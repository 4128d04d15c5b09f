use std::collections::HashMap;
use std::path::Path;

use anyhow::Context;
use serde_json::Value;
use sqlx::{PgPool, Row};
use tracing::warn;
use uuid::Uuid;

use crate::error::ValidationError;
use crate::models::{IndicatorRecord, Period, PeriodFilter, Scope};
use crate::normalize::normalize;

const SOURCE_KEY_FIELDS: &[&str] = &["source_key", "sourceKey", "id"];

#[derive(Debug, Default)]
pub struct ImportSummary {
    pub inserted: usize,
    pub duplicates: usize,
    pub rejected: Vec<ValidationError>,
}

pub async fn init_db(pool: &PgPool) -> anyhow::Result<()> {
    sqlx::migrate!("./migrations").run(pool).await?;
    Ok(())
}

pub async fn seed(pool: &PgPool) -> anyhow::Result<usize> {
    let indicators = [
        ("cultura_esporte", "casa_sonhar", "Frequência", 120.0, 0.96),
        ("cultura_esporte", "casa_sonhar", "NPS", 80.0, 1.05),
        ("cultura_esporte", "escolinha_futebol", "Crianças atendidas", 60.0, 0.82),
        ("educacao", "reforco_escolar", "Aprovação", 45.0, 0.71),
        ("educacao", "biblioteca_viva", "Empréstimos", 200.0, 1.12),
    ];

    let mut inserted = 0usize;
    for (program, project, indicator, target, ratio) in indicators {
        for month in 1..=9u32 {
            let period = Period::new(2025, month).context("invalid seed period")?;
            let seasonal = 1.0 + (month as f64 - 5.0) * 0.02;
            let record = IndicatorRecord {
                program_slug: program.to_string(),
                project_slug: project.to_string(),
                indicator_name: indicator.to_string(),
                period: Some(period),
                scope: Scope::Monthly,
                target_value: Some(target),
                actual_value: Some((target * ratio * seasonal).round()),
            };
            let source_key = format!("seed-{project}-{indicator}-{period}");
            if insert_record(pool, &record, &source_key).await? {
                inserted += 1;
            }
        }
    }

    Ok(inserted)
}

pub fn load_raw_records(path: &Path) -> anyhow::Result<Vec<Value>> {
    let is_csv = path
        .extension()
        .and_then(|ext| ext.to_str())
        .is_some_and(|ext| ext.eq_ignore_ascii_case("csv"));

    if is_csv {
        let mut reader = csv::Reader::from_path(path)
            .with_context(|| format!("failed to open {}", path.display()))?;
        let mut raws = Vec::new();
        for row in reader.deserialize::<HashMap<String, String>>() {
            let row = row.with_context(|| format!("malformed CSV row in {}", path.display()))?;
            let object = row
                .into_iter()
                .map(|(key, value)| (key.trim().to_string(), Value::String(value)))
                .collect();
            raws.push(Value::Object(object));
        }
        return Ok(raws);
    }

    let contents = std::fs::read_to_string(path)
        .with_context(|| format!("failed to read {}", path.display()))?;
    let value: Value = serde_json::from_str(&contents)
        .with_context(|| format!("{} is not valid JSON", path.display()))?;
    match value {
        Value::Array(items) => Ok(items),
        Value::Object(mut object) => match object.remove("records") {
            Some(Value::Array(items)) => Ok(items),
            _ => anyhow::bail!("{} must hold an array of records", path.display()),
        },
        _ => anyhow::bail!("{} must hold an array of records", path.display()),
    }
}

pub async fn import_records(pool: &PgPool, raws: &[Value]) -> anyhow::Result<ImportSummary> {
    let mut summary = ImportSummary::default();

    for (index, raw) in raws.iter().enumerate() {
        let record = match normalize(raw) {
            Ok(record) => record,
            Err(error) => {
                let error = error.at(index);
                warn!(%error, "skipping record");
                summary.rejected.push(error);
                continue;
            }
        };

        let source_key =
            source_key(raw).unwrap_or_else(|| format!("import-{}", Uuid::new_v4()));
        if insert_record(pool, &record, &source_key).await? {
            summary.inserted += 1;
        } else {
            summary.duplicates += 1;
        }
    }

    Ok(summary)
}

pub async fn fetch_records(
    pool: &PgPool,
    filter: &PeriodFilter,
    program: Option<&str>,
) -> anyhow::Result<Vec<IndicatorRecord>> {
    let period_pattern = match filter {
        PeriodFilter::Year(year) => format!("{year:04}-%"),
        PeriodFilter::Month(period) => period.to_string(),
    };

    let rows = sqlx::query(
        r#"
        SELECT program_slug, project_slug, indicator_name, period, target_value, actual_value
        FROM grito_indicators.indicator_records
        WHERE period LIKE $1
          AND ($2::TEXT IS NULL OR program_slug = $2)
        ORDER BY program_slug, period, project_slug, indicator_name
        "#,
    )
    .bind(period_pattern)
    .bind(program)
    .fetch_all(pool)
    .await
    .context("failed to load indicator records")?;

    let mut records = Vec::with_capacity(rows.len());
    for row in rows {
        let period: Option<String> = row.get("period");
        records.push(IndicatorRecord {
            program_slug: row.get("program_slug"),
            project_slug: row.get("project_slug"),
            indicator_name: row.get("indicator_name"),
            period: period.and_then(|value| value.parse().ok()),
            scope: Scope::Monthly,
            target_value: row.get("target_value"),
            actual_value: row.get("actual_value"),
        });
    }

    Ok(records)
}

async fn insert_record(
    pool: &PgPool,
    record: &IndicatorRecord,
    source_key: &str,
) -> anyhow::Result<bool> {
    let result = sqlx::query(
        r#"
        INSERT INTO grito_indicators.indicator_records
        (id, program_slug, project_slug, indicator_name, period, scope,
         target_value, actual_value, source_key)
        VALUES ($1, $2, $3, $4, $5, $6, $7, $8, $9)
        ON CONFLICT (source_key) DO NOTHING
        "#,
    )
    .bind(Uuid::new_v4())
    .bind(&record.program_slug)
    .bind(&record.project_slug)
    .bind(&record.indicator_name)
    .bind(record.period.map(|period| period.to_string()))
    .bind(record.scope.as_str())
    .bind(record.target_value)
    .bind(record.actual_value)
    .bind(source_key)
    .execute(pool)
    .await
    .with_context(|| format!("failed to store record {source_key}"))?;

    Ok(result.rows_affected() > 0)
}

fn source_key(raw: &Value) -> Option<String> {
    SOURCE_KEY_FIELDS
        .iter()
        .filter_map(|field| raw.get(*field))
        .find_map(|value| match value {
            Value::String(text) if !text.trim().is_empty() => Some(text.trim().to_string()),
            Value::Number(number) => Some(number.to_string()),
            _ => None,
        })
}
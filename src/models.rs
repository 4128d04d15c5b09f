use std::fmt;
use std::str::FromStr;

use chrono::{Datelike, NaiveDate};
use serde::{Deserialize, Serialize};

use crate::normalize::lenient_f64;

pub const MONTH_LABELS: [&str; 12] = [
    "Jan", "Fev", "Mar", "Abr", "Mai", "Jun", "Jul", "Ago", "Set", "Out", "Nov", "Dez",
];

/// A calendar month, always rendered as `YYYY-MM`.
#[derive(Debug, Clone, Copy, PartialEq, Eq, Hash, PartialOrd, Ord, Serialize, Deserialize)]
#[serde(try_from = "String", into = "String")]
pub struct Period {
    pub year: i32,
    pub month: u32,
}

impl Period {
    pub fn new(year: i32, month: u32) -> Option<Self> {
        NaiveDate::from_ymd_opt(year, month, 1).map(|date| Self {
            year: date.year(),
            month: date.month(),
        })
    }

    pub fn month_index(&self) -> usize {
        (self.month.clamp(1, 12) - 1) as usize
    }
}

impl FromStr for Period {
    type Err = String;

    fn from_str(value: &str) -> Result<Self, Self::Err> {
        let value = value.trim();
        if let Ok(date) = NaiveDate::parse_from_str(value, "%Y-%m-%d") {
            return Ok(Self {
                year: date.year(),
                month: date.month(),
            });
        }

        let parts = if let Some((year, month)) = value.split_once('-') {
            Some((year, month))
        } else {
            value.split_once('/').map(|(month, year)| (year, month))
        };

        let (year, month) = parts.ok_or_else(|| format!("unrecognized period {value:?}"))?;
        let year: i32 = year
            .trim()
            .parse()
            .map_err(|_| format!("invalid year in period {value:?}"))?;
        let month: u32 = month
            .trim()
            .parse()
            .map_err(|_| format!("invalid month in period {value:?}"))?;
        if !(1000..=9999).contains(&year) {
            return Err(format!("invalid year in period {value:?}"));
        }
        Period::new(year, month).ok_or_else(|| format!("invalid month in period {value:?}"))
    }
}

impl TryFrom<String> for Period {
    type Error = String;

    fn try_from(value: String) -> Result<Self, Self::Error> {
        value.parse()
    }
}

impl From<Period> for String {
    fn from(value: Period) -> Self {
        value.to_string()
    }
}

impl fmt::Display for Period {
    fn fmt(&self, f: &mut fmt::Formatter<'_>) -> fmt::Result {
        write!(f, "{:04}-{:02}", self.year, self.month)
    }
}

#[derive(Debug, Clone, Copy, PartialEq, Eq, Hash)]
pub enum PeriodFilter {
    Year(i32),
    Month(Period),
}

impl PeriodFilter {
    pub fn year(&self) -> i32 {
        match self {
            PeriodFilter::Year(year) => *year,
            PeriodFilter::Month(period) => period.year,
        }
    }

    pub fn contains(&self, period: &Period) -> bool {
        match self {
            PeriodFilter::Year(year) => period.year == *year,
            PeriodFilter::Month(month) => month == period,
        }
    }
}

impl FromStr for PeriodFilter {
    type Err = String;

    fn from_str(value: &str) -> Result<Self, Self::Err> {
        let value = value.trim();
        if value.len() == 4 && value.chars().all(|c| c.is_ascii_digit()) {
            let year = value
                .parse()
                .map_err(|_| format!("invalid year {value:?}"))?;
            return Ok(PeriodFilter::Year(year));
        }
        value.parse().map(PeriodFilter::Month)
    }
}

impl fmt::Display for PeriodFilter {
    fn fmt(&self, f: &mut fmt::Formatter<'_>) -> fmt::Result {
        match self {
            PeriodFilter::Year(year) => write!(f, "{year:04}"),
            PeriodFilter::Month(period) => period.fmt(f),
        }
    }
}

#[derive(Debug, Clone, Copy, Default, PartialEq, Eq, Serialize, Deserialize)]
#[serde(rename_all = "lowercase")]
pub enum Scope {
    #[default]
    Monthly,
}

impl Scope {
    pub fn as_str(&self) -> &'static str {
        match self {
            Scope::Monthly => "monthly",
        }
    }
}

#[derive(Debug, Clone, PartialEq, Serialize, Deserialize)]
#[serde(rename_all = "camelCase")]
pub struct IndicatorRecord {
    pub program_slug: String,
    pub project_slug: String,
    pub indicator_name: String,
    pub period: Option<Period>,
    pub scope: Scope,
    pub target_value: Option<f64>,
    pub actual_value: Option<f64>,
}

#[derive(Debug, Clone, PartialEq, Serialize, Deserialize)]
#[serde(rename_all = "camelCase")]
pub struct MonthlyPoint {
    pub month: String,
    pub target: f64,
    pub realized: f64,
    pub performance_pct: f64,
}

#[derive(Debug, Clone, PartialEq, Serialize, Deserialize)]
#[serde(rename_all = "camelCase")]
pub struct ProgramPerformance {
    pub program_slug: String,
    pub total_target: f64,
    pub total_realized: f64,
    pub average_performance: f64,
    pub total_indicators: usize,
    pub monthly_indicators: usize,
    pub has_data: bool,
    pub has_activity: bool,
}

#[derive(Debug, Clone, Copy, Default, PartialEq, Serialize, Deserialize)]
#[serde(rename_all = "camelCase")]
pub struct FinancialMetrics {
    pub captado: f64,
    pub realizado: f64,
    pub andamento: f64,
}

#[derive(Debug, Clone, PartialEq, Serialize, Deserialize)]
#[serde(rename_all = "camelCase")]
pub struct ConsolidatedSummary {
    pub total_programs: usize,
    pub programs_with_data: usize,
    pub total_indicators: usize,
    pub average_performance: f64,
    pub financial_metrics: FinancialMetrics,
}

#[derive(Debug, Clone, PartialEq, Serialize, Deserialize)]
#[serde(rename_all = "camelCase")]
pub struct IndicatorPerformance {
    pub project_slug: String,
    pub indicator_name: String,
    pub target: f64,
    pub realized: f64,
    pub performance_pct: f64,
    pub band: crate::performance::PerformanceBand,
}

#[derive(Debug, Clone, Default, PartialEq, Serialize, Deserialize)]
pub struct FinancialFeed {
    #[serde(default, deserialize_with = "lenient_f64")]
    pub receitas_meta: f64,
    #[serde(default, deserialize_with = "lenient_f64")]
    pub receitas_captado: f64,
    #[serde(default, deserialize_with = "lenient_f64")]
    pub despesas_meta: f64,
    #[serde(default, deserialize_with = "lenient_f64")]
    pub despesas_realizado: f64,
    #[serde(default)]
    pub dados_mensais: Vec<FinancialMonth>,
}

#[derive(Debug, Clone, Default, PartialEq, Serialize, Deserialize)]
pub struct FinancialMonth {
    pub mes: String,
    #[serde(default, deserialize_with = "lenient_f64")]
    pub meta_captado: f64,
    #[serde(default, deserialize_with = "lenient_f64")]
    pub captado: f64,
    #[serde(default, deserialize_with = "lenient_f64")]
    pub meta_realizado: f64,
    #[serde(default, deserialize_with = "lenient_f64")]
    pub realizado: f64,
    #[serde(default, deserialize_with = "lenient_f64")]
    pub saldo: f64,
}

impl FinancialMonth {
    // `mes` may be "2025-09", "09", "Set" or "setembro".
    pub fn period(&self, year: i32) -> Option<Period> {
        let mes = self.mes.trim();
        if let Ok(period) = mes.parse::<Period>() {
            return Some(period);
        }
        if let Ok(month) = mes.parse::<u32>() {
            return Period::new(year, month);
        }
        let lower = mes.to_lowercase();
        MONTH_LABELS
            .iter()
            .position(|label| lower.starts_with(&label.to_lowercase()))
            .and_then(|index| Period::new(year, index as u32 + 1))
    }
}

#[derive(Debug, Clone, Default, PartialEq, Serialize, Deserialize)]
pub struct ProgramFeed {
    #[serde(default)]
    pub programs: Vec<ProgramEntry>,
}

#[derive(Debug, Clone, Default, PartialEq, Serialize, Deserialize)]
pub struct ProgramEntry {
    pub slug: String,
    #[serde(default)]
    pub name: Option<String>,
    #[serde(default)]
    pub workstreams: Vec<Workstream>,
}

#[derive(Debug, Clone, Default, PartialEq, Serialize, Deserialize)]
pub struct Workstream {
    #[serde(default)]
    pub slug: Option<String>,
    #[serde(default)]
    pub indicators: Vec<CatalogIndicator>,
}

#[derive(Debug, Clone, Default, PartialEq, Serialize, Deserialize)]
pub struct CatalogIndicator {
    pub slug: String,
    #[serde(default, deserialize_with = "lenient_f64")]
    pub value: f64,
    #[serde(rename = "type", default)]
    pub kind: Option<String>,
}
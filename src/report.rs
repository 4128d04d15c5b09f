use std::collections::{BTreeMap, BTreeSet};
use std::fmt::Write;

use serde::Serialize;
use tracing::warn;

use crate::aggregate::{aggregate_consolidated, aggregate_program, financial_metrics, IndicatorCounts};
use crate::mask::{
    format_percent, mask, mask_currency, mask_number, masked_program, masked_series, masked_summary,
};
use crate::models::{
    ConsolidatedSummary, FinancialFeed, FinancialMetrics, IndicatorPerformance, IndicatorRecord,
    MonthlyPoint, PeriodFilter, ProgramFeed, ProgramPerformance,
};
use crate::query::QueryKey;
use crate::series::{build_all_series, build_series, financial_series, indicator_breakdown};

const WEAKEST_INDICATORS: usize = 5;

#[derive(Debug, Clone, Serialize)]
#[serde(rename_all = "camelCase")]
pub struct ProgramSection {
    pub name: Option<String>,
    pub performance: ProgramPerformance,
    pub series: Vec<MonthlyPoint>,
    pub indicators: Vec<IndicatorPerformance>,
}

#[derive(Debug, Clone, Serialize)]
#[serde(rename_all = "camelCase")]
pub struct DashboardReport {
    pub label: String,
    pub year: i32,
    pub summary: ConsolidatedSummary,
    pub programs: Vec<ProgramSection>,
    pub financial_series: Option<Vec<MonthlyPoint>>,
}

impl DashboardReport {
    pub fn masked(&self, visible: bool) -> DashboardReport {
        DashboardReport {
            label: self.label.clone(),
            year: self.year,
            summary: masked_summary(&self.summary, visible),
            programs: self
                .programs
                .iter()
                .map(|section| ProgramSection {
                    name: section.name.clone(),
                    performance: masked_program(&section.performance, visible),
                    series: masked_series(&section.series, visible),
                    indicators: section
                        .indicators
                        .iter()
                        .map(|indicator| IndicatorPerformance {
                            target: mask(indicator.target, visible),
                            realized: mask(indicator.realized, visible),
                            ..indicator.clone()
                        })
                        .collect(),
                })
                .collect(),
            financial_series: self
                .financial_series
                .as_ref()
                .map(|series| masked_series(series, visible)),
        }
    }
}

pub fn build_dashboard(
    query: &QueryKey,
    records: &[IndicatorRecord],
    catalog: Option<&ProgramFeed>,
    financial: Option<&FinancialFeed>,
) -> DashboardReport {
    let year = query.period.year();
    let catalog_entries: BTreeMap<&str, _> = catalog
        .map(|feed| {
            feed.programs
                .iter()
                .map(|program| (program.slug.as_str(), program))
                .collect()
        })
        .unwrap_or_default();

    // The departamento only narrows records through the catalog fetched for it.
    let scoped = query.scope.is_some() && catalog.is_some();
    if query.scope.is_some() && !scoped {
        warn!("no program catalog for the departamento; reporting every program");
    }
    let label = if scoped || query.scope.is_none() {
        query.label()
    } else {
        query.period.to_string()
    };

    let yearly: Vec<IndicatorRecord> = records
        .iter()
        .filter(|record| !scoped || catalog_entries.contains_key(record.program_slug.as_str()))
        .filter(|record| record.period.is_some_and(|period| period.year == year))
        .cloned()
        .collect();
    let in_period: Vec<IndicatorRecord> = yearly
        .iter()
        .filter(|record| record.period.is_some_and(|period| query.period.contains(&period)))
        .cloned()
        .collect();

    let mut all_series = build_all_series(&yearly, year);
    let slugs: BTreeSet<&str> = in_period
        .iter()
        .map(|record| record.program_slug.as_str())
        .chain(catalog_entries.keys().copied())
        .collect();

    let programs: Vec<ProgramSection> = slugs
        .into_iter()
        .map(|slug| {
            let series = all_series
                .remove(slug)
                .unwrap_or_else(|| build_series(&[], slug, year));
            let counts = match catalog_entries.get(slug) {
                Some(entry) => IndicatorCounts::from_program(entry),
                None => IndicatorCounts::from_records(&in_period, slug),
            };
            ProgramSection {
                name: catalog_entries.get(slug).and_then(|entry| entry.name.clone()),
                performance: aggregate_program(slug, included_months(&series, &query.period), counts),
                indicators: indicator_breakdown(&in_period, slug, &query.period),
                series,
            }
        })
        .collect();

    let metrics = financial
        .map(|feed| financial_metrics(feed, &query.period))
        .unwrap_or_default();
    let performances: Vec<ProgramPerformance> = programs
        .iter()
        .map(|section| section.performance.clone())
        .collect();

    DashboardReport {
        label,
        year,
        summary: aggregate_consolidated(&performances, metrics),
        programs,
        financial_series: financial.map(|feed| financial_series(feed, year)),
    }
}

pub fn render_json(report: &DashboardReport, visible: bool) -> serde_json::Result<String> {
    serde_json::to_string_pretty(&report.masked(visible))
}

pub fn render_markdown(report: &DashboardReport, visible: bool) -> String {
    let view = report.masked(visible);
    let summary = &view.summary;
    let money = report.summary.financial_metrics;
    let mut output = String::new();

    let _ = writeln!(output, "# Painel de Indicadores");
    let _ = writeln!(output, "Período: {}", view.label);
    let _ = writeln!(output);
    let _ = writeln!(output, "## Visão Consolidada");
    let _ = writeln!(
        output,
        "- Programas: {} ({} com dados)",
        summary.total_programs, summary.programs_with_data
    );
    let _ = writeln!(output, "- Indicadores: {}", summary.total_indicators);
    let _ = writeln!(
        output,
        "- Desempenho médio: {}",
        format_percent(summary.average_performance)
    );
    write_financials(&mut output, &money, visible);

    let _ = writeln!(output);
    let _ = writeln!(output, "## Programas");
    if view.programs.is_empty() {
        let _ = writeln!(output, "Nenhum programa com registros neste período.");
    }
    for section in &view.programs {
        let performance = &section.performance;
        let title = section.name.as_deref().unwrap_or(&performance.program_slug);
        let _ = writeln!(output);
        let _ = writeln!(output, "### {title}");
        if performance.total_indicators == 0 {
            let _ = writeln!(output, "Sem indicadores cadastrados.");
            continue;
        }
        if !performance.has_data {
            let _ = writeln!(output, "Sem lançamentos no período.");
            continue;
        }
        let _ = writeln!(
            output,
            "- Desempenho médio: {} ({} indicadores, {} mensais)",
            format_percent(performance.average_performance),
            performance.total_indicators,
            performance.monthly_indicators
        );
        let _ = writeln!(
            output,
            "- Meta total: {} | Realizado total: {}",
            mask_number(performance.total_target, visible),
            mask_number(performance.total_realized, visible)
        );
        write_series(&mut output, &section.series, visible, false);

        if !section.indicators.is_empty() {
            let _ = writeln!(output);
            let _ = writeln!(output, "Indicadores com menor desempenho:");
            for indicator in section.indicators.iter().take(WEAKEST_INDICATORS) {
                let _ = writeln!(
                    output,
                    "- {} / {}: {} ({})",
                    indicator.project_slug,
                    indicator.indicator_name,
                    format_percent(indicator.performance_pct),
                    indicator.band.label()
                );
            }
        }
    }

    if let Some(series) = &report.financial_series {
        let _ = writeln!(output);
        let _ = writeln!(output, "## Captação Mensal");
        write_series(&mut output, series, visible, true);
    }

    output
}

fn write_financials(output: &mut String, money: &FinancialMetrics, visible: bool) {
    let _ = writeln!(output, "- Captado: {}", mask_currency(money.captado, visible));
    let _ = writeln!(output, "- Realizado: {}", mask_currency(money.realizado, visible));
    let _ = writeln!(output, "- Em andamento: {}", mask_currency(money.andamento, visible));
}

fn write_series(output: &mut String, series: &[MonthlyPoint], visible: bool, currency: bool) {
    let _ = writeln!(output);
    let _ = writeln!(output, "| Mês | Meta | Realizado | Desempenho |");
    let _ = writeln!(output, "|-----|------|-----------|------------|");
    for point in series {
        let (target, realized) = if currency {
            (
                mask_currency(point.target, visible),
                mask_currency(point.realized, visible),
            )
        } else {
            (
                mask_number(point.target, visible),
                mask_number(point.realized, visible),
            )
        };
        let _ = writeln!(
            output,
            "| {} | {} | {} | {} |",
            point.month,
            target,
            realized,
            format_percent(point.performance_pct)
        );
    }
}

fn included_months<'a>(series: &'a [MonthlyPoint], period: &PeriodFilter) -> &'a [MonthlyPoint] {
    match period {
        PeriodFilter::Year(_) => series,
        PeriodFilter::Month(month) => {
            let index = month.month_index();
            series.get(index..=index).unwrap_or(series)
        }
    }
}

::::

EXERCISE PROMPT >> Return the entries above unchanged, starting at the first line and stopping after the line with "use crate::error::ValidationError;".

ANSWER FOR THIS EXERCISE >>
repository 4128d04d15c5b09f
use std::collections::HashMap;
use std::path::Path;

use anyhow::Context;
use serde_json::Value;
use sqlx::{PgPool, Row};
use tracing::warn;
use uuid::Uuid;

use crate::error::ValidationError;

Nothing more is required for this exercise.